The Middletown Press (Middletown, CT)
NAMI report shows mental health insurance coverage is at risk
Millions of Americans live with mental health and substance use conditions. Unfortunately, they have struggled to receive the same level of care for their mental illness and substance use disorders as for their other health care conditions. Until the last decade, they often faced blatantly discriminatory practices when purchasing insurance. Many Americans — including thousands in our state — still could not access mental health and substance abuse coverage because of restrictions on preexisting conditions and unreasonable limits on care.
NAMI Connecticut, part of the National Alliance on Mental Illness, successfully fought for passage of a federal parity law that helped improve coverage for mental health and addiction treatment. And locally our fight continues for improved implementation of Connecticut’s parity law. Although SB384, a bill that sought to strengthen monitoring of Connecticut’s parity legislation was defeated at the last moment in the past legislative session, we continue to work with other advocates to make this a reality.
The Affordable Care Act (ACA) eliminated many of the inequities in health insurance by prohibiting discrimination against people with preexisting conditions. The ACA also required plans in the individual market to cover mental health and substance use services. Consequently, millions were able to get — and afford — the mental health care they needed.
The law currently protects people with preexisting conditions. However, the federal government has advanced changes that roll back consumer protections. These changes would open the door to discriminatory health insurance plans and weaken protections for preexisting conditions — like mental illness — that would jeopardize mental health care and undercut insurance plans that provide fair coverage.

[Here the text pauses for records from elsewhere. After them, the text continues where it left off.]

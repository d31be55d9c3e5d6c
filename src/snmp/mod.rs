//! SNMPv1 support: BER codec, GET prober and trap notifier

/// Minimal BER encoding and decoding
pub mod ber;
pub mod client;
pub mod pdu;
pub mod trap;

pub use ber::Oid;
pub use client::SnmpProber;
pub use trap::TrapNotifier;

A new report released by NAMI, Mental Health Parity at Risk, looks at mental health and substance use coverage before the ACA and shows just how dangerous it could be to remove these consumer protections, taking us back to a time when it was acceptable for insurers to treat mental health and substance use conditions inequitably.

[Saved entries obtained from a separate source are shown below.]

//! Minimal BER encoding and decoding for SNMPv1 messages

use crate::error::CodecError;
use std::fmt;
use std::str::FromStr;

/// Universal and SNMP application/context tags
pub mod tag {
    pub const INTEGER: u8 = 0x02;
    pub const OCTET_STRING: u8 = 0x04;
    pub const NULL: u8 = 0x05;
    pub const OBJECT_IDENTIFIER: u8 = 0x06;
    pub const SEQUENCE: u8 = 0x30;
    pub const IP_ADDRESS: u8 = 0x40;
    pub const COUNTER32: u8 = 0x41;
    pub const GAUGE32: u8 = 0x42;
    pub const TIME_TICKS: u8 = 0x43;
    pub const GET_REQUEST: u8 = 0xa0;
    pub const GET_RESPONSE: u8 = 0xa2;
    pub const TRAP_V1: u8 = 0xa4;
}

/// An SNMP object identifier
#[derive(Debug, Clone, PartialEq, Eq, Hash)]
pub struct Oid(Vec<u32>);

impl Oid {
    /// Build an OID from arcs, validating the first two
    pub fn from_arcs(arcs: Vec<u32>) -> Result<Self, CodecError> {
        match arcs.as_slice() {
            [first, second, ..]
                if *first <= 2 && (*second < 40 || (*first == 2 && *second <= u32::MAX - 80)) =>
            {
                Ok(Oid(arcs))
            }
            _ => Err(CodecError::InvalidOid(format!("{:?}", arcs))),
        }
    }

    /// An OID under iso.org (1.3), which is always valid
    pub fn iso_org(arcs: &[u32]) -> Oid {
        let mut all = vec![1, 3];
        all.extend_from_slice(arcs);
        Oid(all)
    }

    pub fn arcs(&self) -> &[u32] {
        &self.0
    }

    /// A new OID with `arc` appended
    pub fn child(&self, arc: u32) -> Oid {
        let mut arcs = self.0.clone();
        arcs.push(arc);
        Oid(arcs)
    }
}

impl FromStr for Oid {
    type Err = CodecError;

    fn from_str(s: &str) -> Result<Self, Self::Err> {
        let arcs = s
            .trim()
            .trim_start_matches('.')
            .split('.')
            .map(|arc| arc.parse::<u32>())
            .collect::<Result<Vec<_>, _>>()
            .map_err(|_| CodecError::InvalidOid(s.to_string()))?;

        Oid::from_arcs(arcs).map_err(|_| CodecError::InvalidOid(s.to_string()))
    }
}

impl fmt::Display for Oid {
    fn fmt(&self, f: &mut fmt::Formatter<'_>) -> fmt::Result {
        let arcs: Vec<String> = self.0.iter().map(u32::to_string).collect();
        f.write_str(&arcs.join("."))
    }
}

/// Append a BER length to `out`
pub fn write_length(len: usize, out: &mut Vec<u8>) {
    if len < 0x80 {
        out.push(len as u8);
        return;
    }

    let bytes = len.to_be_bytes();
    let skip = bytes.iter().take_while(|b| **b == 0).count();
    let significant = &bytes[skip..];
    out.push(0x80 | significant.len() as u8);
    out.extend_from_slice(significant);
}

/// Encode a complete tag-length-value triple
pub fn tlv(tag: u8, content: &[u8]) -> Vec<u8> {
    let mut out = Vec::with_capacity(content.len() + 4);
    out.push(tag);
    write_length(content.len(), &mut out);
    out.extend_from_slice(content);
    out
}

/// Encode a constructed value from already-encoded children
pub fn constructed(tag: u8, children: &[Vec<u8>]) -> Vec<u8> {
    tlv(tag, &children.concat())
}

/// Minimal two's complement content octets for `value`
pub fn integer_content(value: i64) -> Vec<u8> {
    let bytes = value.to_be_bytes();
    let mut start = 0;
    while start < bytes.len() - 1 {
        let redundant = (bytes[start] == 0x00 && bytes[start + 1] & 0x80 == 0)
            || (bytes[start] == 0xff && bytes[start + 1] & 0x80 != 0);
        if !redundant {
            break;
        }
        start += 1;
    }
    bytes[start..].to_vec()
}

pub fn integer(tag: u8, value: i64) -> Vec<u8> {
    tlv(tag, &integer_content(value))
}

pub fn octet_string(content: &[u8]) -> Vec<u8> {
    tlv(tag::OCTET_STRING, content)
}

pub fn null() -> Vec<u8> {
    tlv(tag::NULL, &[])
}

pub fn oid(value: &Oid) -> Vec<u8> {
    let arcs = value.arcs();
    let mut content = Vec::new();
    encode_subidentifier(arcs[0] * 40 + arcs[1], &mut content);
    for arc in &arcs[2..] {
        encode_subidentifier(*arc, &mut content);
    }
    tlv(tag::OBJECT_IDENTIFIER, &content)
}

fn encode_subidentifier(mut value: u32, out: &mut Vec<u8>) {
    let mut chunk = [0u8; 5];
    let mut i = chunk.len() - 1;
    chunk[i] = (value & 0x7f) as u8;
    value >>= 7;
    while value > 0 {
        i -= 1;
        chunk[i] = 0x80 | (value & 0x7f) as u8;
        value >>= 7;
    }
    out.extend_from_slice(&chunk[i..]);
}

/// Decode two's complement content octets
pub fn decode_integer(content: &[u8]) -> Result<i64, CodecError> {
    let significant = match content {
        [] => return Err(CodecError::InvalidLength),
        // Unsigned application types may carry a leading zero octet
        [0x00, rest @ ..] if rest.len() == 8 => rest,
        _ if content.len() > 8 => return Err(CodecError::IntegerOverflow),
        _ => content,
    };

    if significant.len() == 8 && content.len() == 9 && significant[0] & 0x80 != 0 {
        return Err(CodecError::IntegerOverflow);
    }

    let mut value: i64 = if content[0] & 0x80 != 0 { -1 } else { 0 };
    for byte in significant {
        value = (value << 8) | i64::from(*byte);
    }
    Ok(value)
}

pub fn decode_oid(content: &[u8]) -> Result<Oid, CodecError> {
    let invalid = || CodecError::InvalidOid(format!("{:02x?}", content));

    let mut subidentifiers = Vec::new();
    let mut current: u32 = 0;
    let mut pending = false;
    for byte in content {
        current = current
            .checked_mul(128)
            .and_then(|v| v.checked_add(u32::from(byte & 0x7f)))
            .ok_or_else(invalid)?;
        pending = byte & 0x80 != 0;
        if !pending {
            subidentifiers.push(current);
            current = 0;
        }
    }
    if pending || subidentifiers.is_empty() {
        return Err(invalid());
    }

    let first = subidentifiers[0];
    let (a, b) = if first < 80 {
        (first / 40, first % 40)
    } else {
        (2, first - 80)
    };
    let mut arcs = vec![a, b];
    arcs.extend_from_slice(&subidentifiers[1..]);
    Oid::from_arcs(arcs)
}

/// Sequential reader over BER-encoded bytes
#[derive(Debug)]
pub struct Reader<'a> {
    buf: &'a [u8],
    pos: usize,
}

impl<'a> Reader<'a> {
    pub fn new(buf: &'a [u8]) -> Self {
        Self { buf, pos: 0 }
    }

    pub fn is_empty(&self) -> bool {
        self.pos >= self.buf.len()
    }

    fn take(&mut self, n: usize) -> Result<&'a [u8], CodecError> {
        let available = self.buf.len() - self.pos;
        if n > available {
            return Err(CodecError::Truncated {
                needed: n,
                available,
            });
        }
        let slice = &self.buf[self.pos..self.pos + n];
        self.pos += n;
        Ok(slice)
    }

    fn read_length(&mut self) -> Result<usize, CodecError> {
        let first = self.take(1)?[0];
        if first < 0x80 {
            return Ok(usize::from(first));
        }

        let count = usize::from(first & 0x7f);
        if count == 0 || count > 4 {
            return Err(CodecError::InvalidLength);
        }
        Ok(self
            .take(count)?
            .iter()
            .fold(0usize, |len, byte| (len << 8) | usize::from(*byte)))
    }

    /// Read the next element, returning its tag and content
    pub fn read_tlv(&mut self) -> Result<(u8, &'a [u8]), CodecError> {
        let tag = self.take(1)?[0];
        let len = self.read_length()?;
        let content = self.take(len)?;
        Ok((tag, content))
    }

    /// Read the next element and require a specific tag
    pub fn expect(&mut self, expected: u8) -> Result<&'a [u8], CodecError> {
        let (found, content) = self.read_tlv()?;
        if found != expected {
            return Err(CodecError::UnexpectedTag { expected, found });
        }
        Ok(content)
    }

    pub fn read_integer(&mut self) -> Result<i64, CodecError> {
        decode_integer(self.expect(tag::INTEGER)?)
    }

    pub fn read_octet_string(&mut self) -> Result<&'a [u8], CodecError> {
        self.expect(tag::OCTET_STRING)
    }

    pub fn read_oid(&mut self) -> Result<Oid, CodecError> {
        decode_oid(self.expect(tag::OBJECT_IDENTIFIER)?)
    }
}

For example, before the ACA was passed, over half of states had no requirement that individual market plans cover or even offer mental health services. And before the ACA, if a person with a mental health or substance use condition could get insurance and afford it, they often faced limits on outpatient visits, yearly or lifetime caps on coverage and limits on coverage for mental health medications.
Now, the federal government has proposed a rule to expand the sale of short-term limited duration plans, a type of health insurance plan that does not have basic consumer protections. These plans would not be required to cover preexisting conditions like mental illness or cover mental health and substance use care. And earlier this month, the Department of Justice announced that it will not defend the ACA’s consumer protections for preexisting conditions.
The bottom line is that weakening insurance protections hurts people with mental illness. We call on legislators and the insurance commissioner to protect our citizens that live with mental health and substance use conditions by maintaining consumer protections and not allow plans that fall short, such as short-term plans) to be sold in Connecticut.